#### Task description:
Copy out lines with the word "colorized" from the material that follows.

══════

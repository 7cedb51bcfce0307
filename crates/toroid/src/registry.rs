use hashlink::LinkedHashMap;
use tracing::{debug, warn};

use crate::color::HitboxColor;
use crate::hitbox::{Hitbox, HitboxId, HitboxPatch};

/// Insertion-ordered hitbox storage with a lazily rebuilt, layer-sorted view.
#[derive(Debug, Default)]
pub struct HitboxRegistry {
    records: LinkedHashMap<HitboxId, Hitbox>,
    flattened: Vec<Hitbox>,
    dirty: bool,
}

impl HitboxRegistry {
    pub fn new() -> Self {
        Self::default()
    }

    /// Merges `patch` onto the record for `id`, creating it if needed.
    /// Existing records keep their insertion position.
    pub fn upsert(&mut self, id: HitboxId, patch: HitboxPatch) {
        match self.records.get_mut(&id) {
            Some(existing) => {
                existing.apply(patch);
                debug!(hitbox = %id, layer = existing.layer, "hitbox_updated");
            }
            None => {
                let mut hitbox = Hitbox::new(id.clone());
                hitbox.apply(patch);
                debug!(hitbox = %id, layer = hitbox.layer, "hitbox_registered");
                self.records.insert(id, hitbox);
            }
        }
        self.dirty = true;
    }

    pub fn remove(&mut self, id: &HitboxId) -> Option<Hitbox> {
        let Some(removed) = self.records.remove(id) else {
            warn!(hitbox = %id, "hitbox_remove_missing");
            return None;
        };
        self.dirty = true;
        Some(removed)
    }

    pub fn contains(&self, id: &HitboxId) -> bool {
        self.records.contains_key(id)
    }

    pub fn get(&self, id: &HitboxId) -> Option<&Hitbox> {
        self.records.get(id)
    }

    pub fn len(&self) -> usize {
        self.records.len()
    }

    pub fn is_empty(&self) -> bool {
        self.records.is_empty()
    }

    pub fn uses_color(&self, color: HitboxColor) -> bool {
        self.records
            .values()
            .any(|hitbox| hitbox.color == Some(color))
    }

    pub fn ids(&self) -> impl Iterator<Item = &HitboxId> {
        self.records.keys()
    }

    /// Removes every record and returns them in insertion order.
    pub fn clear(&mut self) -> Vec<Hitbox> {
        let drained = std::mem::take(&mut self.records)
            .into_iter()
            .map(|(_, hitbox)| hitbox)
            .collect();
        self.flattened.clear();
        self.dirty = false;
        drained
    }

    /// All records sorted ascending by layer; equal layers keep insertion order.
    pub fn flattened(&mut self) -> &[Hitbox] {
        if self.dirty {
            self.flattened.clear();
            self.flattened.extend(self.records.values().cloned());
            // `sort_by_key` is stable.
            self.flattened.sort_by_key(|hitbox| hitbox.layer);
            self.dirty = false;
        }
        &self.flattened
    }
}
use std::path::Path;
use std::sync::Arc;

use image::{ImageReader, Rgba, RgbaImage};
use thiserror::Error;

use crate::color::HitboxColor;

#[derive(Debug, Error)]
pub enum SpriteError {
    #[error("failed to open sprite '{path}': {source}")]
    Open {
        path: String,
        #[source]
        source: std::io::Error,
    },
    #[error("failed to decode sprite '{path}': {source}")]
    Decode {
        path: String,
        #[source]
        source: image::ImageError,
    },
    #[error("sprite '{source_key}' expected {expected} rgba bytes, got {actual}")]
    BufferSize {
        source_key: String,
        expected: usize,
        actual: usize,
    },
}

/// Decoded sprite keyed by its source. Clones share the pixel data.
#[derive(Debug, Clone)]
pub struct SpriteImage {
    source: Arc<str>,
    pixels: Arc<RgbaImage>,
}

impl SpriteImage {
    pub fn load(path: &Path) -> Result<Self, SpriteError> {
        let display = path.display().to_string();
        let reader = ImageReader::open(path).map_err(|source| SpriteError::Open {
            path: display.clone(),
            source,
        })?;
        let decoded = reader.decode().map_err(|source| SpriteError::Decode {
            path: display.clone(),
            source,
        })?;
        Ok(Self {
            source: Arc::from(display),
            pixels: Arc::new(decoded.to_rgba8()),
        })
    }

    pub fn from_rgba(
        source: impl Into<String>,
        width: u32,
        height: u32,
        rgba: Vec<u8>,
    ) -> Result<Self, SpriteError> {
        let source = source.into();
        let expected = width as usize * height as usize * 4;
        let actual = rgba.len();
        let pixels = RgbaImage::from_raw(width, height, rgba).ok_or(SpriteError::BufferSize {
            source_key: source.clone(),
            expected,
            actual,
        })?;
        Ok(Self::from_image(source, pixels))
    }

    pub fn from_image(source: impl Into<String>, pixels: RgbaImage) -> Self {
        Self {
            source: Arc::from(source.into()),
            pixels: Arc::new(pixels),
        }
    }

    pub fn source(&self) -> &str {
        &self.source
    }

    pub(crate) fn source_key(&self) -> Arc<str> {
        Arc::clone(&self.source)
    }

    pub fn pixels(&self) -> &RgbaImage {
        &self.pixels
    }

    pub fn width(&self) -> u32 {
        self.pixels.width()
    }

    pub fn height(&self) -> u32 {
        self.pixels.height()
    }
}

/// Stamps `color` over the sprite's alpha mask: any pixel with non-zero
/// alpha becomes the opaque identity color, everything else transparent.
pub fn colorize(sprite: &SpriteImage, color: HitboxColor) -> RgbaImage {
    let stamp = Rgba(color.to_rgba());
    let clear = Rgba([0, 0, 0, 0]);
    let source = sprite.pixels();
    RgbaImage::from_fn(source.width(), source.height(), |x, y| {
        if source.get_pixel(x, y).0[3] == 0 {
            clear
        } else {
            stamp
        }
    })
}

#[cfg(test)]
mod tests {
    use tempfile::TempDir;

    use super::*;

    fn checker_sprite() -> SpriteImage {
        let mut pixels = RgbaImage::new(2, 2);
        pixels.put_pixel(0, 0, Rgba([200, 10, 10, 255]));
        pixels.put_pixel(1, 1, Rgba([10, 200, 10, 40]));
        SpriteImage::from_image("checker", pixels)
    }

    #[test]
    fn colorize_follows_the_alpha_mask() {
        let colorized = colorize(&checker_sprite(), HitboxColor::rgb(1, 2, 3));
        assert_eq!(colorized.get_pixel(0, 0).0, [1, 2, 3, 255]);
        assert_eq!(colorized.get_pixel(1, 1).0, [1, 2, 3, 255]);
        assert_eq!(colorized.get_pixel(1, 0).0, [0, 0, 0, 0]);
        assert_eq!(colorized.get_pixel(0, 1).0, [0, 0, 0, 0]);
    }

    #[test]
    fn from_rgba_rejects_short_buffers() {
        let error = SpriteImage::from_rgba("short", 2, 2, vec![0; 15]).expect_err("short buffer");
        assert!(matches!(
            error,
            SpriteError::BufferSize {
                expected: 16,
                actual: 15,
                ..
            }
        ));
    }

    #[test]
    fn load_decodes_png_from_disk() {
        let temp = TempDir::new().expect("temp dir");
        let path = temp.path().join("marker.png");
        let mut pixels = RgbaImage::new(3, 2);
        pixels.put_pixel(2, 1, Rgba([1, 2, 3, 255]));
        pixels.save(&path).expect("write png");

        let sprite = SpriteImage::load(&path).expect("load sprite");
        assert_eq!((sprite.width(), sprite.height()), (3, 2));
        assert_eq!(sprite.pixels().get_pixel(2, 1).0, [1, 2, 3, 255]);
        assert!(sprite.source().ends_with("marker.png"));
    }

    #[test]
    fn load_reports_missing_file() {
        let temp = TempDir::new().expect("temp dir");
        let error = SpriteImage::load(&temp.path().join("absent.png")).expect_err("missing");
        assert!(matches!(error, SpriteError::Open { .. }));
    }
}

══════

#### Answer to this problem:
        let colorized = colorize(&checker_sprite(), HitboxColor::rgb(1, 2, 3));
        assert_eq!(colorized.get_pixel(0, 0).0, [1, 2, 3, 255]);
        assert_eq!(colorized.get_pixel(1, 1).0, [1, 2, 3, 255]);
        assert_eq!(colorized.get_pixel(1, 0).0, [0, 0, 0, 0]);
        assert_eq!(colorized.get_pixel(0, 1).0, [0, 0, 0, 0]);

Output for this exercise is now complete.